*** Opening of EXERCISE DATA ***

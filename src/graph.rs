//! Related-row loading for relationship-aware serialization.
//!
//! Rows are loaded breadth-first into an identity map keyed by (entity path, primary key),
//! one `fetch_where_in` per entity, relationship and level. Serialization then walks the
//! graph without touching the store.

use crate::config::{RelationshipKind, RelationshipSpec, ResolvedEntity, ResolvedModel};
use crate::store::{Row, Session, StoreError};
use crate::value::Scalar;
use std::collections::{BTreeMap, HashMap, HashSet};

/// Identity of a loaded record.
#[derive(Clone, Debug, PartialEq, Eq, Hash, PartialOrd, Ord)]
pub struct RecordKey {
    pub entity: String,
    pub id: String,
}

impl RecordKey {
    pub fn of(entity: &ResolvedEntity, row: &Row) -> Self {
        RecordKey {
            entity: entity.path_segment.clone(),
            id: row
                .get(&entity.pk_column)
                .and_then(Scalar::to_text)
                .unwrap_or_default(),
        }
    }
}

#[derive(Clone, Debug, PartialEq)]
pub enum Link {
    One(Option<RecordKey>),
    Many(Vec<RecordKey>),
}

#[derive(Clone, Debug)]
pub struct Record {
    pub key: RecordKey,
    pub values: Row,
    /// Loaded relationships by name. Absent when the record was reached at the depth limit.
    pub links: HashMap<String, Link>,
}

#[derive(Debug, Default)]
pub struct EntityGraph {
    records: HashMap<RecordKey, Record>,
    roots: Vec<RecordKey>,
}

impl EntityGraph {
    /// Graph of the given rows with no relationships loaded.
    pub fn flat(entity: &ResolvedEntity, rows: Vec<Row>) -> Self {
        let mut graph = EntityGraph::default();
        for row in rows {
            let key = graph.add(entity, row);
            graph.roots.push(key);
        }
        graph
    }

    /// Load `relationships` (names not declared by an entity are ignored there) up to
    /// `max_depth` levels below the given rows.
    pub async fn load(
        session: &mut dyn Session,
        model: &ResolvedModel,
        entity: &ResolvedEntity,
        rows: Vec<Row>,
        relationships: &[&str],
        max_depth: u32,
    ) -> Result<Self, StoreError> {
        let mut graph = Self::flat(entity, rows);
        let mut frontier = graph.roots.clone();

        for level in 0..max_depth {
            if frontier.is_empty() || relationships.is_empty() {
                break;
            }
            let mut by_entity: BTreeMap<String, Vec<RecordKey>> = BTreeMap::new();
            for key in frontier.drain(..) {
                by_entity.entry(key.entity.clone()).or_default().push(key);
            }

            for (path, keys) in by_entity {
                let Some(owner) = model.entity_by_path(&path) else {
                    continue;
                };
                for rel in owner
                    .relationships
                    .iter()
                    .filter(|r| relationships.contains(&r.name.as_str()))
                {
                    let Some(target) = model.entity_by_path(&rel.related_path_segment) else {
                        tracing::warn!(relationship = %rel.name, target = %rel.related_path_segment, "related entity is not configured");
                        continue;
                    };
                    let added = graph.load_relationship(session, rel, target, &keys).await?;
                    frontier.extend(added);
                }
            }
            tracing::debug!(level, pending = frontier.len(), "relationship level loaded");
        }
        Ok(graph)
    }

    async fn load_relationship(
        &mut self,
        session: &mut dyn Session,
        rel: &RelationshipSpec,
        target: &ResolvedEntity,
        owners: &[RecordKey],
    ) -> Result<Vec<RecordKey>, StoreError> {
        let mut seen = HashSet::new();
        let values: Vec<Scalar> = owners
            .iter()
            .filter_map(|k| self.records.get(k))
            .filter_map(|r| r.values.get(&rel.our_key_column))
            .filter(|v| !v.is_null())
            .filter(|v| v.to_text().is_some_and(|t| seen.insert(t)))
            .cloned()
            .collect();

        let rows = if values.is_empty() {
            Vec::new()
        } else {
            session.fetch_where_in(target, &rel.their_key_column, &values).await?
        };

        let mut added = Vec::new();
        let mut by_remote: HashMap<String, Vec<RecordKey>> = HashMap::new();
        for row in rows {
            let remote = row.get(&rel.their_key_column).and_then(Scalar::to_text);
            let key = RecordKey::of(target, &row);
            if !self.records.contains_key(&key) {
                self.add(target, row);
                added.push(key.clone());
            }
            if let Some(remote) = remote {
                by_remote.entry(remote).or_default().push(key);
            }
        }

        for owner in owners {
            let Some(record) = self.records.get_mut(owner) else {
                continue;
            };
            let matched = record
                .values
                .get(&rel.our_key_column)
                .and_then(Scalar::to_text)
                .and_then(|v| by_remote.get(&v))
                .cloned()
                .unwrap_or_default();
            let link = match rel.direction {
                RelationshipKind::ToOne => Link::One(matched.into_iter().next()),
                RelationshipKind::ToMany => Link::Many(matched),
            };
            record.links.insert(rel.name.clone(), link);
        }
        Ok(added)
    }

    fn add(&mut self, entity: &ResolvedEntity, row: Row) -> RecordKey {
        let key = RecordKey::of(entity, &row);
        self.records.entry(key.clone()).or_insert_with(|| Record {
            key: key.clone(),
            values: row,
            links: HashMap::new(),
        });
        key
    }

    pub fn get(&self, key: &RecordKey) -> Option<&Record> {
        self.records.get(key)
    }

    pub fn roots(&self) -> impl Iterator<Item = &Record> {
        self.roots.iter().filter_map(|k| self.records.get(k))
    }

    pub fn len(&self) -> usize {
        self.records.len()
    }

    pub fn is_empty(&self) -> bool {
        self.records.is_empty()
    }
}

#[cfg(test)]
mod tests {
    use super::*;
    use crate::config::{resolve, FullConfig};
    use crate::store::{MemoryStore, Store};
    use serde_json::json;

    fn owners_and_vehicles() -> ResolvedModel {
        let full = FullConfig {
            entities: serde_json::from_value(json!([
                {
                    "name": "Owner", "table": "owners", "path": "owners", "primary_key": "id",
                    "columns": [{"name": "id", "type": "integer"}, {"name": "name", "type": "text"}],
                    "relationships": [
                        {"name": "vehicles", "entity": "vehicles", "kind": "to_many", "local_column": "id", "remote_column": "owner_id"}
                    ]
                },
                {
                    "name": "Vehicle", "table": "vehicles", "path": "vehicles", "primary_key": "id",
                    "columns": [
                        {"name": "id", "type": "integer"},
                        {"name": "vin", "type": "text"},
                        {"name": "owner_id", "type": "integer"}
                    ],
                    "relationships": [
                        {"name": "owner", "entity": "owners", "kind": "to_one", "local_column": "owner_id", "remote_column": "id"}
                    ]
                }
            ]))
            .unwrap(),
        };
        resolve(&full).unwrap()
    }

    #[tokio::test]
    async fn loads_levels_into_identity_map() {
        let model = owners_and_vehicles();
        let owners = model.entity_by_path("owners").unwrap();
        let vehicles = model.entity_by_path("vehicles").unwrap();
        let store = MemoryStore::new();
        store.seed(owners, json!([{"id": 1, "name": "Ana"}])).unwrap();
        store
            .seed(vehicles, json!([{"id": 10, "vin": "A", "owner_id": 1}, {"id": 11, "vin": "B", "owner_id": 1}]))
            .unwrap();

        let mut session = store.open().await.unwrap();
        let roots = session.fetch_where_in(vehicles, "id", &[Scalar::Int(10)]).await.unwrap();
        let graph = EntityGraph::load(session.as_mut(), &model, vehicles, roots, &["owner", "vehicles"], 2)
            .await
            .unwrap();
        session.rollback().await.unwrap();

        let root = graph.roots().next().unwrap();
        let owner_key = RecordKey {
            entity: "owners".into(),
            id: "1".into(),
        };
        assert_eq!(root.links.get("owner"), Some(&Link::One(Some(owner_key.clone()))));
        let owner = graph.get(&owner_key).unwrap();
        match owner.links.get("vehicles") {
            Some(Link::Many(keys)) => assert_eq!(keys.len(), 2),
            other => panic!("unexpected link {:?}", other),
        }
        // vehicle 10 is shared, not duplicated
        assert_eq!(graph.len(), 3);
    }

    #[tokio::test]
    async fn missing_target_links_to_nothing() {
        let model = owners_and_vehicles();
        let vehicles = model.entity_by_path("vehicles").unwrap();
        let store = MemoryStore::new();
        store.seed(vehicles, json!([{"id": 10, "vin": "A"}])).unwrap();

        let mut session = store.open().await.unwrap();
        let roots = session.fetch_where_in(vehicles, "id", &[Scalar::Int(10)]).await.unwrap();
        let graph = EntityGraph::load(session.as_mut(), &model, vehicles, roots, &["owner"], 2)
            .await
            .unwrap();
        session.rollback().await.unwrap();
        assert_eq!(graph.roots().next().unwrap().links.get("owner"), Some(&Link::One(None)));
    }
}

*** Close of EXERCISE DATA ***
*** Opening of EXERCISE DATA ***

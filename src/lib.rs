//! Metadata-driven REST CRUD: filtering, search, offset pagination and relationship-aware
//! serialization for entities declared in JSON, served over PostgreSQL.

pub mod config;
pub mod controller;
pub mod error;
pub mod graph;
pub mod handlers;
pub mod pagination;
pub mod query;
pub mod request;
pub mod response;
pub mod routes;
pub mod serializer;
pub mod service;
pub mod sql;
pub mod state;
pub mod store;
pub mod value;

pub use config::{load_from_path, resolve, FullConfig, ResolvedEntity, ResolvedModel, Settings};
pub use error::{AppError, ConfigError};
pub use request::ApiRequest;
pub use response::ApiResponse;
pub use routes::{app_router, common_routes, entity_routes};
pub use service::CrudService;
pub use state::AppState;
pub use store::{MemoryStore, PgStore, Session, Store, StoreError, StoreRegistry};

*** Close of EXERCISE DATA ***

Identify each line in the records above containing the word "ResolvedEntity"; copy those lines.

use crate::config::{RelationshipKind, RelationshipSpec, ResolvedEntity, ResolvedModel};
    pub fn of(entity: &ResolvedEntity, row: &Row) -> Self {
    pub fn flat(entity: &ResolvedEntity, rows: Vec<Row>) -> Self {
        entity: &ResolvedEntity,
        target: &ResolvedEntity,
    fn add(&mut self, entity: &ResolvedEntity, row: Row) -> RecordKey {
pub use config::{load_from_path, resolve, FullConfig, ResolvedEntity, ResolvedModel, Settings};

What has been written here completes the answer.